I pull off the main road into a slip lane and park behind a dozen or so cars waiting to enter the High-Rise Carpark. Cracked concrete and rubbish line the side street at its entrance. It’s almost like an invisible force pushes the city’s trash to this particular spot, knowing that here it will remain untidied and imperceptible to the town’s cleaners. I watch as a cleaner scurries on by on an automatic cleaning vehicle, looking oblivious to the mound of rubbish at the entrance of the High-Rise Carpark. Life at the carpark’s massive doorway is less diligent than in other places throughout the city.

Carparks are places of continual movement, nothing is ever still in a carpark.

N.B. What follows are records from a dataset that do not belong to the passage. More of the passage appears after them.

//! Forwarding engine.
//!
//! # Request Lifecycle
//! ```text
//! Received ─▶ PreFilterCheck ─▶ HeaderRewriteIn ─▶ Forwarding ─▶ HeaderRewriteOut ─▶ Writing ─▶ PostFilterRun ─▶ Done
//!    │              │                                   │
//!    └──────────────┴───────────────────────────────────┴──▶ RejectedOrFailed (error response)
//! ```
//!
//! # Design Decisions
//! - The engine is immutable and shared via `Arc` by every connection
//! - The upstream outcome is a `Result`; the response is only touched on `Ok`
//! - One deadline is fixed on receipt; time spent in pre-call filters counts
//!   against the upstream call
//! - The body is streamed through `ExchangeBody`; post-call filters run when
//!   it is released, so they can never affect what the caller received
//! - No retries

use std::net::SocketAddr;
use std::sync::Arc;
use std::time::Duration;

use axum::body::Body;
use axum::http::{uri::Scheme, Request, Response, Uri};
use axum::response::IntoResponse;
use tokio::time::Instant;

use crate::error::ProxyError;
use crate::filters::{Exchange, FilterChain, RequestContext};
use crate::http::body::{CompletionHook, ExchangeBody};
use crate::http::request::request_id;
use crate::http::upstream::Upstream;
use crate::identity::ProxyIdentity;
use crate::observability::metrics;
use crate::security::headers::{
    append_forwarding_hop, append_via, forwarding_token, strip_hop_headers,
};

/// Forwards requests to the origin named by their target URI.
pub struct ForwardingEngine {
    identity: ProxyIdentity,
    filters: Arc<FilterChain>,
    upstream: Arc<dyn Upstream>,
    upstream_timeout: Duration,
}

impl ForwardingEngine {
    pub fn new(
        identity: ProxyIdentity,
        filters: FilterChain,
        upstream: Arc<dyn Upstream>,
        upstream_timeout: Duration,
    ) -> Self {
        Self {
            identity,
            filters: Arc::new(filters),
            upstream,
            upstream_timeout,
        }
    }

    pub fn identity(&self) -> &ProxyIdentity {
        &self.identity
    }

    pub fn filters(&self) -> &FilterChain {
        &self.filters
    }

    /// Forward `request`, turning any failure into an error response.
    pub async fn handle(&self, request: Request<Body>, peer: SocketAddr) -> Response<Body> {
        let received_at = Instant::now();
        let request_id = request_id(request.headers()).to_string();
        let method = request.method().clone();
        let uri = request.uri().clone();

        match self.forward(request, peer).await {
            Ok(response) => response,
            Err(err) => {
                let status = err.status();
                if status.is_server_error() {
                    tracing::error!(
                        request_id = %request_id,
                        method = %method,
                        uri = %uri,
                        peer = %peer,
                        status = status.as_u16(),
                        kind = err.kind(),
                        error = %err,
                        "Request failed"
                    );
                } else {
                    tracing::warn!(
                        request_id = %request_id,
                        method = %method,
                        uri = %uri,
                        peer = %peer,
                        status = status.as_u16(),
                        kind = err.kind(),
                        error = %err,
                        "Request rejected"
                    );
                }
                metrics::record_rejection(err.kind());
                metrics::record_request(method.as_str(), status.as_u16(), err.kind(), received_at);
                err.into_response()
            }
        }
    }

    /// Run the full lifecycle for one request.
    pub async fn forward(
        &self,
        request: Request<Body>,
        peer: SocketAddr,
    ) -> Result<Response<Body>, ProxyError> {
        let received_at = Instant::now();
        let deadline = received_at + self.upstream_timeout;
        let (mut parts, body) = request.into_parts();
        let request_id = request_id(&parts.headers).to_string();

        // Received
        validate_target(&parts.uri)?;

        // PreFilterCheck
        let ctx = RequestContext {
            request_id: &request_id,
            method: &parts.method,
            uri: &parts.uri,
            headers: &parts.headers,
            peer,
            received_at,
            deadline,
        };
        self.filters.run_pre_call(&ctx).await?;

        // HeaderRewriteIn
        strip_hop_headers(&mut parts.headers);
        append_forwarding_hop(&mut parts.headers, &forwarding_token(peer));
        append_via(&mut parts.headers, &self.identity, parts.version);

        let inbound_version = parts.version;
        let method = parts.method.clone();
        let uri = parts.uri.clone();

        tracing::debug!(
            request_id = %request_id,
            method = %method,
            uri = %uri,
            peer = %peer,
            "Forwarding request"
        );

        // Forwarding
        let outbound = Request::from_parts(parts, body);
        let response =
            match tokio::time::timeout_at(deadline, self.upstream.forward(outbound)).await {
                Ok(Ok(response)) => response,
                Ok(Err(e)) => return Err(ProxyError::Upstream(e)),
                Err(_) => return Err(ProxyError::UpstreamTimeout(self.upstream_timeout)),
            };

        // HeaderRewriteOut
        let (mut response_parts, response_body) = response.into_parts();
        strip_hop_headers(&mut response_parts.headers);
        append_via(&mut response_parts.headers, &self.identity, response_parts.version);
        response_parts.version = inbound_version;

        tracing::debug!(
            request_id = %request_id,
            status = response_parts.status.as_u16(),
            "Upstream responded"
        );

        // Writing; PostFilterRun happens when the body is released.
        let hook = self.filters.has_post_call().then(|| {
            CompletionHook::new(
                Arc::clone(&self.filters),
                Exchange {
                    request_id,
                    method,
                    uri,
                    peer,
                    status: response_parts.status,
                    received_at,
                    bytes_sent: 0,
                    completed: false,
                },
            )
        });
        let body = Body::new(ExchangeBody::new(response_body, hook));

        Ok(Response::from_parts(response_parts, body))
    }
}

Especially near its entrance. Cars pour in and out, in peak traffic, hundreds by the minute pass its gates. I inch forward, closer to the entrance, and see the car in front of me waiting on that awkward space where its’ bumper rests slightly on the pedestrian path, and partly still on the road. A pedestrian walks towards the car, he stops. Looks at the driver, looks toward the path, then back to the driver. The driver waves to go, then the pedestrian takes a step forward. He stops again. He looks back to the driver and waves for the driver to go. The driver nods his head, then zooms past much more quickly than is necessary, and with even greater speed hits the breaks again once he has crossed the footpath. Finally, the pedestrian walks by before the next car reaches that awkward liminal space between the path and road once again, where all normal social function seems to break down and nobody on earth seems to know what they’re doing.  

“Screatcchhhchch”, a car slams its breaks on behind me, followed by a revving of another engine and a “Fuck head!”, as a driver zooms past with his fist out the window. I can only surmise what has occurred, but much like the liminal space in front of me, so too, is there one behind. That location where cars queue to get into the car park line-up. Occasionally, the queue will spill out of the designated waiting space, and into the main traffic lane. When this happens, an interruption occurs between those waiting, and those seeking to get by. These interactions often don’t go well. I look to my left and read the sign in big black letters, ‘NO QUEUING’. Nobody pays attention to those kinds of signs at the entrance of a carpark. They’re magical places, where all social rules break down.  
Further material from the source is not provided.